I just learnt about microservices. That means my internal server is safe now right?

I’m still making my website but you can have a free preview

Alternative links: http://34.124.157.94:5014 http://34.124.157.94:5024

http://34.124.157.94:5004

Enumeration

Home page:

When we go to /, it renders “You are not an admin”, “This website is under construction, only admins allowed.”.

Seems empty here.

In this challenge, we can download a file:

┌[siunam♥earth]-(~/ctf/Grey-Cat-The-Flag-2023-Qualifiers/Web/Microservices)-[2023.05.19|23:15:25(HKT)]
└> file dist.zip 
dist.zip: Zip archive data, at least v1.0 to extract, compression method=store
┌[siunam♥earth]-(~/ctf/Grey-Cat-The-Flag-2023-Qualifiers/Web/Microservices)-[2023.05.19|23:15:25(HKT)]
└> unzip dist.zip 
Archive:  dist.zip
   creating: admin_page/
  inflating: admin_page/app.py       
  inflating: admin_page/dockerfile   
 extracting: admin_page/requirements.txt  
   creating: gateway/
  inflating: gateway/app.py          
  inflating: gateway/constant.py     
  inflating: gateway/dockerfile      
 extracting: gateway/requirements.txt  
   creating: homepage/
  inflating: homepage/app.py         
  inflating: homepage/dockerfile     
 extracting: homepage/requirements.txt  
   creating: homepage/templates/
  inflating: homepage/templates/base.html  
  inflating: homepage/templates/flag.html  
  inflating: homepage/templates/index.html  
  inflating: docker-compose.yml      

In docker-compose.yml, there are 3 services:

version: '3.7'

x-common-variables: &common-variables
   ADMIN_COOKIE: fake_cookie
   FLAG: grey{fake_flag}


services:
  admin:
    build: ./admin_page
    container_name: admin_page
    environment:
       <<: *common-variables
    networks:
      - backend

  homepage:
    build: ./homepage
    container_name: home_page
    environment:
       <<: *common-variables
    networks:
      - backend
      

  gateway:
    build: ./gateway
    container_name: gateway
    ports:
      - 5004:80
    networks:
      - backend

networks:
  backend: {}

Service admin and homepage have the ADMIN_COOKIE and FLAG environment variable.

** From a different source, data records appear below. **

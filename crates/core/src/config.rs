//! Configuration for a Weft context.

use crate::error::{Error, Result};
use crate::types::{ErrorPolicy, FetchPolicy};
use serde::Deserialize;

/// Default prefix of allocated query instance keys.
pub const DEFAULT_QUERY_PREFIX: &str = "q";

/// Default prefix of allocated mutation instance keys.
pub const DEFAULT_MUTATION_PREFIX: &str = "m";

/// Settings shared by every component bound to one context.
///
/// Every field has a default, so a partial JSON document is enough:
///
/// ```rust
/// use weft_core::ContextConfig;
///
/// let config = ContextConfig::from_json_str(r#"{ "flush_batch": 32 }"#).unwrap();
/// assert_eq!(config.flush_batch, Some(32));
/// assert_eq!(config.query_prefix, "q");
/// ```
#[derive(Clone, Debug, PartialEq, Deserialize)]
#[serde(default, deny_unknown_fields)]
pub struct ContextConfig {
    /// Prefix of allocated query instance keys.
    pub query_prefix: String,
    /// Prefix of allocated mutation instance keys.
    pub mutation_prefix: String,
    /// Maximum number of notifications applied by one flush. `None` drains
    /// the whole inbox.
    pub flush_batch: Option<usize>,
    /// Fetch policy applied to queries that do not set one.
    pub default_fetch_policy: Option<FetchPolicy>,
    /// Error policy applied to queries that do not set one.
    pub default_error_policy: Option<ErrorPolicy>,
}

impl Default for ContextConfig {
    fn default() -> Self {
        Self {
            query_prefix: DEFAULT_QUERY_PREFIX.into(),
            mutation_prefix: DEFAULT_MUTATION_PREFIX.into(),
            flush_batch: None,
            default_fetch_policy: None,
            default_error_policy: None,
        }
    }
}

impl ContextConfig {
    /// Parses and validates a JSON configuration.
    pub fn from_json_str(json: &str) -> Result<Self> {
        let config: ContextConfig = serde_json::from_str(json)?;
        config.validate()?;
        Ok(config)
    }

    /// Checks that the configuration is usable.
    pub fn validate(&self) -> Result<()> {
        if self.query_prefix.is_empty() || self.mutation_prefix.is_empty() {
            return Err(Error::config("key prefixes must not be empty"));
        }
        // Keys are `<prefix><counter>`; when one prefix starts the other,
        // a query and a mutation can be allocated the same key.
        if self.query_prefix.starts_with(self.mutation_prefix.as_str())
            || self.mutation_prefix.starts_with(self.query_prefix.as_str())
        {
            return Err(Error::config(
                "query and mutation prefixes must not start with one another",
            ));
        }
        if self.flush_batch == Some(0) {
            return Err(Error::config("flush_batch must be greater than zero"));
        }
        Ok(())
    }

    /// Sets the key prefixes.
    pub fn with_prefixes(mut self, query: impl Into<String>, mutation: impl Into<String>) -> Self {
        self.query_prefix = query.into();
        self.mutation_prefix = mutation.into();
        self
    }

    /// Limits how many notifications one flush applies.
    pub fn with_flush_batch(mut self, batch: usize) -> Self {
        self.flush_batch = Some(batch);
        self
    }

    /// Sets the default fetch policy.
    pub fn with_default_fetch_policy(mut self, policy: FetchPolicy) -> Self {
        self.default_fetch_policy = Some(policy);
        self
    }

    /// Sets the default error policy.
    pub fn with_default_error_policy(mut self, policy: ErrorPolicy) -> Self {
        self.default_error_policy = Some(policy);
        self
    }
}
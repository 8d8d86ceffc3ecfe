//! Weft Store - Central keyed state tree for Weft.
//!
//! The store is the slice of the UI framework's global state that Weft
//! writes to. It maps instance keys to the published state of each query and
//! mutation component and holds the shared GraphQL client.
//!
//! - `Store`: Client handle, module maps, revision counter and change listeners
//! - `QuerySnapshot`: What a query's render callback sees
//! - `MutationState`, `MutationPatch`: A mutation's state and partial updates
//! - `ModuleMap`: Generic per-instance map
//!
//! # Example
//!
//! ```rust
//! use weft_core::InstanceKey;
//! use weft_store::{MutationPatch, Store};
//!
//! let mut store = Store::new();
//! let key = InstanceKey::allocate("m");
//!
//! store.init_mutation(&key);
//! store.patch_mutation(&key, MutationPatch::started());
//!
//! let state = store.mutation(&key).unwrap();
//! assert!(state.called && state.loading);
//! assert!(store.client().is_err());
//! ```

mod module;
mod store;

pub use module::{ModuleMap, MutationPatch, MutationState, QuerySnapshot};
pub use store::{ChangeKind, ModuleKind, Store, StoreEvent};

First, let’s look at the homepage service.

In /homepage/app.py, we can see there’s only 1 / route:

from flask import Flask, request, render_template, Response, make_response
from dotenv import load_dotenv
import os

load_dotenv()
admin_cookie = os.environ.get("ADMIN_COOKIE", "FAKE_COOKIE")
FLAG = os.environ.get("FLAG", "greyctf{This_is_fake_flag}")

app = Flask(__name__)


@app.route("/")
def homepage() -> Response:
    """The homepage for the app"""
    cookie = request.cookies.get("cookie", "Guest Pleb")

    # If admin, give flag
    if cookie == admin_cookie:
        return render_template("flag.html", flag=FLAG, user="admin")

    # Otherwise, render normal page
    response = make_response(render_template("index.html", user=cookie))
    response.set_cookie("cookie", cookie)
    return response


if __name__ == "__main__":
    app.run(debug=True)

In here, it checks our cookie is matched to the admin one:

    cookie = request.cookies.get("cookie", "Guest Pleb")

    # If admin, give flag
    if cookie == admin_cookie:
        return render_template("flag.html", flag=FLAG, user="admin")

Uhh… Nothing weird in here, as we can’t get admin’s cookie.

In admin service, it has only 1 route /:

from fastapi import FastAPI, Request, Response
from dotenv import load_dotenv
from requests import get
import os

load_dotenv()
admin_cookie = os.environ.get("ADMIN_COOKIE", "FAKE_COOKIE")

app = FastAPI()


@app.get("/")
async def index(request: Request):
    """
    The base service for admin site
    """

    # Currently Work in Progress
    requested_service = request.query_params.get("service", None)
    if requested_service is None:
        return {"message": "requested service is not found"}

    # Filter external parties who are not local
    if requested_service == "admin_page":
        return {"message": "admin page is currently not a requested service"}

    # Legit admin on localhost
    requested_url = request.query_params.get("url", None)
    if requested_url is None:
        return {"message": "URL is not found"}

    # Testing the URL with admin
    response = get(requested_url, cookies={"cookie": admin_cookie})
    return Response(response.content, response.status_code)

However, this time it’s using FastAPI, not Flask.

FastAPI is a modern web framework for building RESTful APIs in Python.

In route /, the asynchronous function checks the GET parameter service is provided and not equal to admin_page.

If the pass is checked, it’ll send a GET request to GET parameter url’s value, and set cookie cookie’s value to admin_cookie.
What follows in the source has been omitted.